El hecho de que el ensayo se haya centrado en el tedio como fenómeno propio de la modernidad
puede inducir al lector a pensar que era mi intención narrar aquí la historia de una decadencia; nada
más lejos de mi propósito. De hecho, no es factible, a mi juicio, comparar varias épocas históricas
para después calificar las unas como mejores o peores que las otras. Mi objetivo era, en cambio,
presentar el tedio como un problema capital de la edad moderna. No hemos de olvidar que el tedio
se extiende cuando las estructuras de sentido tradicionales se derrumban. En la modernidad, el sujeto
se ve liberado de la tradición, con lo que se ve impelido a buscar el sentido por sí mismo. El sujeto
moderno busca el sentido a través de transgresiones de diversa índole, pero cada nueva transgresión
lo devuelve más empobrecido a la realidad, tal y como quedó ejemplificado en los análisis de
William Lovell, American Psycho y Crash. Tedio y falta de sentido resultan, en última instancia,
coincidentes; y el sujeto moderno cree que puede adquirir ese sentido a través de diversas
transgresiones del yo, convirtiendo en suyo cualquier otro sentido disponible.

El sentido personal, entendido como un sentido único para mí, algo que, por sí solo, puede conferir
sentido a mi vida, resulta ser irrealizable. Podemos, si así lo queremos, esperar la llegada de ese
sentido durante toda una vida, pero jamás vendrá: ése es el problema de Beckett. Por su parte,
Warhol nos mostró la imposibilidad de anular la necesidad de tal sentido. Parecemos haber quedado
abandonados a una situación en la que nos vemos irremediablemente abocados al tedio, como si sólo
existiese la posibilidad de elegir entre el tedio y una serie de «interesantes» sustitutos que, en último
término, no harán sino devolvernos al mismo tedio. No obstante, conviene tener presente que el tedio
no es más que un aspecto de la existencia. Y que todo lo demás no merece quedar reducido a
representar o bien lo tedioso, o bien lo interesante.

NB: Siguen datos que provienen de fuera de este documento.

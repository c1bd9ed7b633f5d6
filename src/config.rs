use anyhow::{Context, Result};
use dirs::config_dir;
use serde::{Deserialize, Serialize};
use std::env;
use std::path::{Path, PathBuf};

use crate::git::RemoteConfig;

/// Environment variables searched for a GitHub token, highest precedence first
pub const TOKEN_NAMES: [&str; 4] = [
    "GH_TOKEN",
    "GITHUB_TOKEN",
    "GH_ENTERPRISE_TOKEN",
    "GITHUB_ENTERPRISE_TOKEN",
];

/// API host override
pub const HOST_VAR: &str = "GH_HOST";

/// Base target directory override
pub const TARGET_VAR: &str = "GSTORE_DIR";

/// Main configuration structure for gstore
#[derive(Debug, Deserialize, Serialize, Clone, Default)]
pub struct Config {
    /// Base directory for repository synchronization
    #[serde(default)]
    pub base_directory: Option<String>,

    /// GitHub API and selection settings
    #[serde(default)]
    pub github: GitHubConfig,

    /// Synchronization behavior settings
    #[serde(default)]
    pub sync: SyncConfig,

    /// Logging configuration
    #[serde(default)]
    pub logging: LoggingConfig,
}

/// GitHub configuration
#[derive(Debug, Deserialize, Serialize, Clone, Default)]
pub struct GitHubConfig {
    /// API host, api.github.com when unset
    pub host: Option<String>,

    /// Organizations to sync (all of the user's when empty)
    #[serde(default)]
    pub organizations: Vec<String>,

    /// `org:repo` patterns limiting what gets synced
    #[serde(default)]
    pub repositories: Vec<String>,
}

/// Synchronization configuration
#[derive(Debug, Deserialize, Serialize, Clone, Default)]
pub struct SyncConfig {
    /// Number of parallel workers (CPU count when unset)
    pub jobs: Option<usize>,

    /// Remote URL settings
    #[serde(flatten)]
    pub remote: RemoteConfig,
}

/// Logging configuration
#[derive(Debug, Deserialize, Serialize, Clone)]
pub struct LoggingConfig {
    /// Enable colored output
    #[serde(default = "default_true")]
    pub color: bool,
}

fn default_true() -> bool {
    true
}

impl Default for LoggingConfig {
    fn default() -> Self {
        Self {
            color: default_true(),
        }
    }
}

impl Config {
    /// Load configuration from the default location, or defaults when it is missing
    pub fn load_or_default() -> Result<Self> {
        let config_path = Self::default_config_path()?;

        if config_path.exists() {
            Self::load(&config_path)
        } else {
            tracing::debug!("No configuration at {:?}, using defaults", config_path);
            Ok(Self::default())
        }
    }

    /// Load configuration from a specific file
    pub fn load(path: &Path) -> Result<Self> {
        let content = std::fs::read_to_string(path)
            .with_context(|| format!("Failed to read config file: {:?}", path))?;

        let mut config: Config = serde_yaml::from_str(&content)
            .with_context(|| format!("Failed to parse config file: {:?}", path))?;

        config.expand_paths()?;

        Ok(config)
    }

    /// Get the default configuration file path (XDG compliant)
    pub fn default_config_path() -> Result<PathBuf> {
        let config_dir = config_dir().context("Failed to get user config directory")?;

        Ok(config_dir.join("gstore").join("config.yml"))
    }

    /// Expand environment variables in configuration paths
    pub fn expand_paths(&mut self) -> Result<()> {
        if let Some(dir) = &self.base_directory {
            let expanded = shellexpand::full(dir)
                .context("Failed to expand base_directory path")?
                .into_owned();
            self.base_directory = Some(expanded);
        }

        Ok(())
    }

    /// Target directory: CLI, then `GSTORE_DIR`, then the file, then the
    /// current directory
    pub fn target(&self, cli: Option<&str>) -> Result<String> {
        if let Some(dir) = first_non_empty([cli.map(str::to_string), get_target()]) {
            return Ok(dir);
        }

        if let Some(dir) = self.base_directory.as_deref().filter(|d| !d.is_empty()) {
            return Ok(dir.to_string());
        }

        let cwd = env::current_dir().context("Failed to get current directory")?;
        Ok(cwd.to_string_lossy().into_owned())
    }

    /// API host: CLI, then `GH_HOST`, then the file
    pub fn host(&self, cli: Option<&str>) -> Option<String> {
        first_non_empty([cli.map(str::to_string), get_host(), self.github.host.clone()])
    }

    /// Worker count requested by CLI or file
    pub fn jobs(&self, cli: Option<usize>) -> Option<usize> {
        cli.or(self.sync.jobs)
    }

    pub fn remote(&self) -> RemoteConfig {
        self.sync.remote.clone()
    }
}

fn first_non_empty<const N: usize>(candidates: [Option<String>; N]) -> Option<String> {
    candidates.into_iter().flatten().find(|v| !v.is_empty())
}

fn non_empty_var(name: &str) -> Option<String> {
    env::var(name).ok().filter(|v| !v.is_empty())
}

/// First non-empty token from `TOKEN_NAMES`
pub fn lookup_token() -> Option<String> {
    TOKEN_NAMES.iter().find_map(|name| non_empty_var(name))
}

pub fn get_host() -> Option<String> {
    non_empty_var(HOST_VAR)
}

pub fn get_target() -> Option<String> {
    non_empty_var(TARGET_VAR)
}
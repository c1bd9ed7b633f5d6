//! gstore - Synchronize GitHub repositories of your organizations
//!
//! gstore lists the repositories of your GitHub organizations and mirrors
//! them under a local directory, one subdirectory per organization. Missing
//! repositories are cloned, existing clones are fetched and pulled, and the
//! work is spread across parallel workers.
//!
//! ## Modules
//!
//! - [`config`]: Configuration file and environment lookups
//! - [`github`]: GitHub API integration
//! - [`git`]: Git operations and the clone/update policy
//! - [`inspect`] and [`plan`]: Local state classification and sync decisions
//! - [`sync`]: Parallel dispatch of repositories to workers
//! - [`logging`]: Process and per-worker loggers

pub mod config;
pub mod error;
pub mod git;
pub mod github;
pub mod inspect;
pub mod logging;
pub mod models;
pub mod path;
pub mod plan;
pub mod sync;

pub use config::Config;
pub use error::{ClientError, GitError, SyncError};
pub use git::{GitCli, GitClient, GitOperations, RemoteConfig, RemoteProtocol, SyncOutcome};
pub use github::GitHubClient;
pub use models::{Organization, Repository};
pub use path::normalize;
pub use sync::{sync, SyncEngine, SyncOptions};
//! Sync planning from local state

use crate::inspect::LocalState;

/// Why a repository's target path cannot be used
#[derive(Debug, Clone, Copy, PartialEq, Eq)]
pub enum Blocked {
    /// Something other than a directory is in the way
    File,
    /// The directory lacks write or traverse permission
    Permission,
}

/// Action to take for one repository
#[derive(Debug, Clone, Copy, PartialEq, Eq)]
pub enum SyncAction {
    Clone,
    Fetch,
    Skip(Blocked),
}

/// Decide what to do for a repository given its local state
pub fn plan(state: LocalState) -> SyncAction {
    match state {
        LocalState::Absent | LocalState::Garbage => SyncAction::Clone,
        LocalState::ValidClone => SyncAction::Fetch,
        LocalState::BlockedFile => SyncAction::Skip(Blocked::File),
        LocalState::BlockedPermission => SyncAction::Skip(Blocked::Permission),
    }
}

#[cfg(test)]
mod tests {
    use super::*;

    #[test]
    fn test_plan_decisions() {
        assert_eq!(plan(LocalState::Absent), SyncAction::Clone);
        assert_eq!(plan(LocalState::Garbage), SyncAction::Clone);
        assert_eq!(plan(LocalState::ValidClone), SyncAction::Fetch);
        assert_eq!(plan(LocalState::BlockedFile), SyncAction::Skip(Blocked::File));
        assert_eq!(
            plan(LocalState::BlockedPermission),
            SyncAction::Skip(Blocked::Permission)
        );
    }
}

Por otro lado, el tedio tampoco nos conduce, según propone Heidegger, a un gran sentido oculto.
Cierto que nace de la falta de sentido, pero tal vacío no garantiza que exista nada capaz de llenarlo.
Desde el punto de vista de Heidegger, el tedio mismo adquiere sentido porque, con tal de que sea lo
suficientemente profundo, provocará un cambio hacia un modo de existencia, hacia otro tiempo: el
Instante. Tal y como demuestra Beckett, el Instante está permanentemente diferido. El Instante, el
Sentido mismo de la vida, se presenta sólo en forma negativa en el aspecto de una carencia, y los
instantes particulares, los que surgen en el amor, en el arte, en la embriaguez, jamás perduran. El
problema consiste, al parecer, ante todo, en aceptar que no se nos dan más que instantes particulares
y que la vida se basa en una importante cantidad de tedio distribuida entre uno y otro de estos
instantes. Pues la existencia no se compone en lo esencial de instantes, sino de tiempo. Pese a todo,
la ausencia del gran Sentido no implica la anulación de todo otro sentido. Concentrar la atención de
forma unilateral en la ausencia de Sentido puede velar la existencia de otros sentidos y, en tal caso,
es normal que tengamos la impresión de que el mundo se desmorona a nuestro alrededor. Una fuente
común del tedio es el hecho de que nos empeñemos en usar la mayúscula allí donde deberíamos
contentamos con las minúsculas. Aunque no se nos otorgue Sentido, no deja de haber un sentido; y
también tedio. El tedio ha de aceptarse como un hecho insoslayable, como la fuerza de gravedad de
la propia vida. No es una solución grandiosa, pero es que el problema del tedio no tiene solución.